Families and survivors were on hand to raise awareness on the issue and participate in song and prayer.
Sisters Kim McPherson and Gerri Pangman from Peguis First Nation lost their sister and aunt to violence.
“For me it’s very important to keep raising awareness and to let people know that our loved ones were loved, they were beautiful human beings that once walked here. That they are someone and to keep being my sister’s voice, my auntie’s voice because there’s so much, women are still going missing so we still need a lot of work to be done,” Pangman said.
McPherson hopes with days like today, more people can learn about the issues that are still present today.
“Today, why I like participating is to remind everybody that this is not just an Indigenous issue this is a society issue. This is an issue that I hope Canadians champion and walk with us. Walk with families to try to find justice and also to prevent this from happening again,” McPherson said.
A large gathering then congregated near Manitoba’s legislature before walking to the Oodena Circle in The Forks where more song and prayer took place.
The Oodena Circle is a natural shallow amphitheater where many celebrations and events take place. Oodena in Ojibwe means “heart of the community.”
Watch Darrell Stranger’s story here:
In Calgary, red dresses and ribbons were hung throughout the city for the day as hundreds gathered to remember loved ones.
Much of the event took place along Memorial Dr. where the body of Blackfoot woman Joey English was found in 2016.
Deborah Green-Gopher organized the gathering while honouring her sister Laney.
“She was murdered in 1982 by a starlight tour outside of Calgary,” she says. “Our family has been advocating for many years for the movement. Her murder was never investigated or solved.”
Green-Gopher says police were asked not to attend the event.
“We did have two police officers show up earlier,” she says. “We had to ask them to leave in a respectful way, not them as people, but the uniform they represent. They’re welcome to join us without their uniform. It’s very trauma-triggering for a lot of families that have come to heal.”

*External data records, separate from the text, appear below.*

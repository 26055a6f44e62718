/// Pages per checkpoint batch (one transaction, one checkpoint write)
pub const CHECKPOINT_INTERVAL: u32 = 100;

/// Progress log cadence in pages
pub const PROGRESS_INTERVAL: u32 = 100;

/// Allocator collection hint cadence in pages
pub const MEMORY_TRIM_INTERVAL: u32 = 1000;

/// Default shard size threshold in megabytes
pub const DEFAULT_SHARD_THRESHOLD_MB: u64 = 4096;

/// Spinner tick interval while counting pages
pub const COUNT_TICK_INTERVAL: u64 = 25_000;

pub const SHARD_PREFIX: &str = "articles_";
pub const SHARD_EXTENSION: &str = "db";

pub const PROGRESS_LOG_FILE: &str = "progress.csv";
pub const PAGE_COUNT_CACHE_FILE: &str = "page_count.cache";
pub const PAGE_COUNT_CACHE_VERSION: u32 = 1;

/// Marker that opens a redirect page, compared case-insensitively
pub const REDIRECT_MARKER: &str = "#redirect";

pub const CATEGORY_PREFIX: &str = "Category:";

pub const INTRODUCTION_TITLE: &str = "Introduction";
pub const REDIRECT_SECTION_TITLE: &str = "redirect";

/// Cadence, in committed pages, of the debug sample of a page's title and text
pub const SAMPLE_LOG_INTERVAL: u64 = 1000;

/// Characters of page text included in debug samples and `validate` output
pub const PREVIEW_CHARS: usize = 500;
//! Streaming reader over MediaWiki XML dumps, plain or bzip2-compressed.

use crate::error::{IngestError, IngestResult};
use crate::models::{Page, PageId};
use bzip2::read::BzDecoder;
use quick_xml::events::Event;
use quick_xml::reader::Reader;
use std::fs::File;
use std::io::BufReader;
use std::path::Path;
use tracing::debug;

const READ_BUFFER_SIZE: usize = 1024 * 1024;

enum XmlSource {
    Bzip2(Reader<BufReader<BzDecoder<File>>>),
    Plain(Reader<BufReader<File>>),
}

impl XmlSource {
    fn open(path: &Path) -> IngestResult<Self> {
        let file = File::open(path)?;
        let is_bz2 = path.extension().map(|e| e == "bz2").unwrap_or(false);

        Ok(if is_bz2 {
            let decoder = BzDecoder::new(file);
            XmlSource::Bzip2(Reader::from_reader(BufReader::with_capacity(
                READ_BUFFER_SIZE,
                decoder,
            )))
        } else {
            XmlSource::Plain(Reader::from_reader(BufReader::with_capacity(
                READ_BUFFER_SIZE,
                file,
            )))
        })
    }

    fn read_event<'a>(&mut self, buf: &'a mut Vec<u8>) -> Result<Event<'a>, quick_xml::Error> {
        buf.clear();
        match self {
            XmlSource::Bzip2(reader) => reader.read_event_into(buf),
            XmlSource::Plain(reader) => reader.read_event_into(buf),
        }
    }
}

#[derive(Debug, Clone, Copy, PartialEq, Eq)]
enum Field {
    Title,
    Id,
    Text,
}

#[derive(Debug, Default)]
struct PartialPage {
    title: String,
    id: Option<PageId>,
    text: String,
    in_revision: bool,
    /// Set once the id shows the page is at or before the resume point.
    discard: bool,
    encoding_error: Option<String>,
}

/// Yields pages in dump order. Each item is either a page or a page-local
/// [`IngestError::PageEncoding`]; a [`IngestError::SourceFormat`] item ends
/// the stream.
pub struct DumpReader {
    source: XmlSource,
    resume_after: Option<PageId>,
    last_id: Option<PageId>,
    skipped_ahead: u64,
    /// A `<mediawiki>` or `<page>` start tag has been read.
    seen_root: bool,
    finished: bool,
}

impl DumpReader {
    pub fn open(path: impl AsRef<Path>) -> IngestResult<Self> {
        Ok(Self {
            source: XmlSource::open(path.as_ref())?,
            resume_after: None,
            last_id: None,
            skipped_ahead: 0,
            seen_root: false,
            finished: false,
        })
    }

    /// Discards every page with id `<= resume` without collecting its text.
    pub fn skip_through(mut self, resume: Option<PageId>) -> Self {
        self.resume_after = resume;
        self
    }

    /// Pages passed over by the skip-ahead so far.
    pub fn skipped_ahead(&self) -> u64 {
        self.skipped_ahead
    }

    fn read_page(&mut self) -> IngestResult<Option<Page>> {
        let mut buf = Vec::with_capacity(8192);
        let mut page: Option<PartialPage> = None;
        let mut field: Option<Field> = None;
        let mut field_buf = String::new();

        loop {
            match self.source.read_event(&mut buf)? {
                Event::Start(ref e) => match e.name().as_ref() {
                    b"mediawiki" => self.seen_root = true,
                    b"page" => {
                        self.seen_root = true;
                        page = Some(PartialPage::default());
                    }
                    b"revision" => {
                        if let Some(p) = page.as_mut() {
                            p.in_revision = true;
                        }
                    }
                    b"title" => {
                        field = Some(Field::Title);
                        field_buf.clear();
                    }
                    b"id" => {
                        if let Some(p) = page.as_ref() {
                            if p.id.is_none() && !p.in_revision {
                                field = Some(Field::Id);
                                field_buf.clear();
                            }
                        }
                    }
                    b"text" => {
                        if let Some(p) = page.as_ref() {
                            if p.in_revision && !p.discard {
                                field = Some(Field::Text);
                                field_buf.clear();
                            }
                        }
                    }
                    _ => {}
                },
                Event::Empty(ref e) => {
                    // `<text/>` in a later revision replaces earlier text.
                    if e.name().as_ref() == b"text" {
                        if let Some(p) = page.as_mut() {
                            p.text.clear();
                        }
                    }
                }
                Event::Text(ref e) => {
                    if field.is_some() {
                        match e.unescape() {
                            Ok(text) => field_buf.push_str(&text),
                            Err(err) => {
                                if let Some(p) = page.as_mut() {
                                    p.encoding_error.get_or_insert(err.to_string());
                                }
                            }
                        }
                    }
                }
                Event::CData(ref e) => {
                    if field.is_some() {
                        match std::str::from_utf8(e) {
                            Ok(text) => field_buf.push_str(text),
                            Err(err) => {
                                if let Some(p) = page.as_mut() {
                                    p.encoding_error.get_or_insert(err.to_string());
                                }
                            }
                        }
                    }
                }
                Event::End(ref e) => {
                    let Some(p) = page.as_mut() else {
                        continue;
                    };
                    match e.name().as_ref() {
                        b"title" if field == Some(Field::Title) => {
                            p.title = std::mem::take(&mut field_buf);
                            field = None;
                        }
                        b"id" if field == Some(Field::Id) => {
                            let id = parse_page_id(&field_buf)?;
                            p.discard = self.resume_after.is_some_and(|r| id <= r);
                            p.id = Some(id);
                            field = None;
                        }
                        b"text" if field == Some(Field::Text) => {
                            p.text = std::mem::take(&mut field_buf);
                            field = None;
                        }
                        b"revision" => p.in_revision = false,
                        b"page" => {
                            if let Some(done) = page.take() {
                                match self.finish_page(done)? {
                                    Some(result) => return result.map(Some),
                                    None => continue,
                                }
                            }
                        }
                        _ => {}
                    }
                }
                Event::Eof => {
                    if let Some(p) = page {
                        return Err(IngestError::SourceFormat(format!(
                            "dump ends inside page {:?} (id {:?})",
                            p.title, p.id
                        )));
                    }
                    if !self.seen_root {
                        return Err(IngestError::SourceFormat(
                            "no <mediawiki> or <page> element found".to_string(),
                        ));
                    }
                    return Ok(None);
                }
                _ => {}
            }
        }
    }

    /// Applies ordering and skip-ahead to a completed page. `None` means the
    /// page was discarded.
    fn finish_page(&mut self, page: PartialPage) -> IngestResult<Option<IngestResult<Page>>> {
        let id = page.id.ok_or_else(|| {
            IngestError::SourceFormat(format!("page {:?} has no id", page.title))
        })?;

        if let Some(last) = self.last_id {
            if id < last {
                return Err(IngestError::SourceFormat(format!(
                    "page id {} follows {}; ids must be non-decreasing",
                    id, last
                )));
            }
        }
        self.last_id = Some(id);

        if page.discard {
            self.skipped_ahead += 1;
            if self.skipped_ahead % 100_000 == 0 {
                debug!(page_id = id, skipped = self.skipped_ahead, "Skipping ahead");
            }
            return Ok(None);
        }

        if let Some(reason) = page.encoding_error {
            return Ok(Some(Err(IngestError::PageEncoding {
                page_id: id,
                title: page.title,
                reason,
            })));
        }

        Ok(Some(Ok(Page {
            id,
            title: page.title,
            text: page.text,
        })))
    }
}

impl Iterator for DumpReader {
    type Item = IngestResult<Page>;

    fn next(&mut self) -> Option<Self::Item> {
        if self.finished {
            return None;
        }
        match self.read_page() {
            Ok(Some(page)) => Some(Ok(page)),
            Ok(None) => {
                self.finished = true;
                None
            }
            Err(e) if e.is_page_local() => Some(Err(e)),
            Err(e) => {
                self.finished = true;
                Some(Err(e))
            }
        }
    }
}

fn parse_page_id(raw: &str) -> IngestResult<PageId> {
    raw.trim()
        .parse()
        .map_err(|_| IngestError::SourceFormat(format!("invalid page id {:?}", raw)))
}

/// Counts `<page>` elements without collecting any text. `on_tick` is called
/// with the running total every `tick_every` pages.
pub fn count_pages(
    path: impl AsRef<Path>,
    tick_every: u64,
    mut on_tick: impl FnMut(u64),
) -> IngestResult<u64> {
    let mut source = XmlSource::open(path.as_ref())?;
    let mut buf = Vec::with_capacity(8192);
    let mut count = 0u64;

    loop {
        match source.read_event(&mut buf)? {
            Event::End(ref e) if e.name().as_ref() == b"page" => {
                count += 1;
                if tick_every > 0 && count % tick_every == 0 {
                    on_tick(count);
                }
            }
            Event::Eof => return Ok(count),
            _ => {}
        }
    }
}
fn is_sealed(conn: &Connection) -> IngestResult<bool> {
    let sealed: i64 = conn.query_row("SELECT sealed FROM shard_meta WHERE id = 1", [], |row| {
        row.get(0)
    })?;
    Ok(sealed != 0)
}

/// Creates shard `ordinal` under a temporary name and renames it into place,
/// so a complete shard file always has its schema, meta row, and checkpoint.
fn create_shard(dir: &Path, ordinal: u32, checkpoint: Option<PageId>) -> IngestResult<Shard> {
    let tmp = tmp_path(dir, ordinal);
    let path = shard_path(dir, ordinal);
    {
        let conn = Connection::open(&tmp)?;
        store::init_schema(&conn)?;
        conn.execute(
            "INSERT INTO shard_meta (id, ordinal, sealed) VALUES (1, ?1, 0)",
            params![ordinal],
        )?;
        if let Some(id) = checkpoint {
            checkpoint::save(&conn, id)?;
        }
        conn.close().map_err(|(_, e)| e)?;
    }
    fs::rename(&tmp, &path)?;
    info!(ordinal, path = ?path, "Created shard");

    Ok(Shard {
        ordinal,
        conn: store::open_connection(&path)?,
        path,
    })
}

fn open_shard(path: &Path, ordinal: u32) -> IngestResult<Shard> {
    let conn = store::open_connection(path)?;
    store::init_schema(&conn)?;
    Ok(Shard {
        ordinal,
        path: path.to_path_buf(),
        conn,
    })
}

/// Checkpoints the WAL into the main file and rebuilds it compactly.
fn compact_connection(conn: &Connection) -> IngestResult<()> {
    conn.query_row("PRAGMA wal_checkpoint(TRUNCATE)", [], |_| Ok(()))?;
    conn.execute_batch("VACUUM")?;
    Ok(())
}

Watch Tamara Pimentel’s story here:
Four hours north in Edmonton, about 300 people gathered in the downtown core where a round dance took place.
That’s where the Bear Clan and Water Warriors YEG hosted the day’s events.
Watch Chris Stewart’s story here:
In Nunavut, a woman is five times more likely to die from murder than the Canadian average.
They’re also 11 times more likely to be victims of violence.
It was no surprise that the Red Dress march in Iqaluit brought people out.
According to Statistics Canada, two-thirds of reported crimes in Nunavut are against women.
Watch Kent Driscoll’s story here:
In Toronto, an all day event was held at an urban park honour Red Dress day.
People came from far and wide to commemorate the day and have a say in what comes next.
Some said not enough change was taking place to make life safer for Indigenous women.
Watch Annette Francis’s story from Toronto here:
Thousands of kilometres to the west, people in Terrace B.C., families and supporters rallied along the infamous Hwy 16, also known as the “Highway of Tears.”
That’s where a Red Dress was hung outside the RCMP detachment and people got to have their say.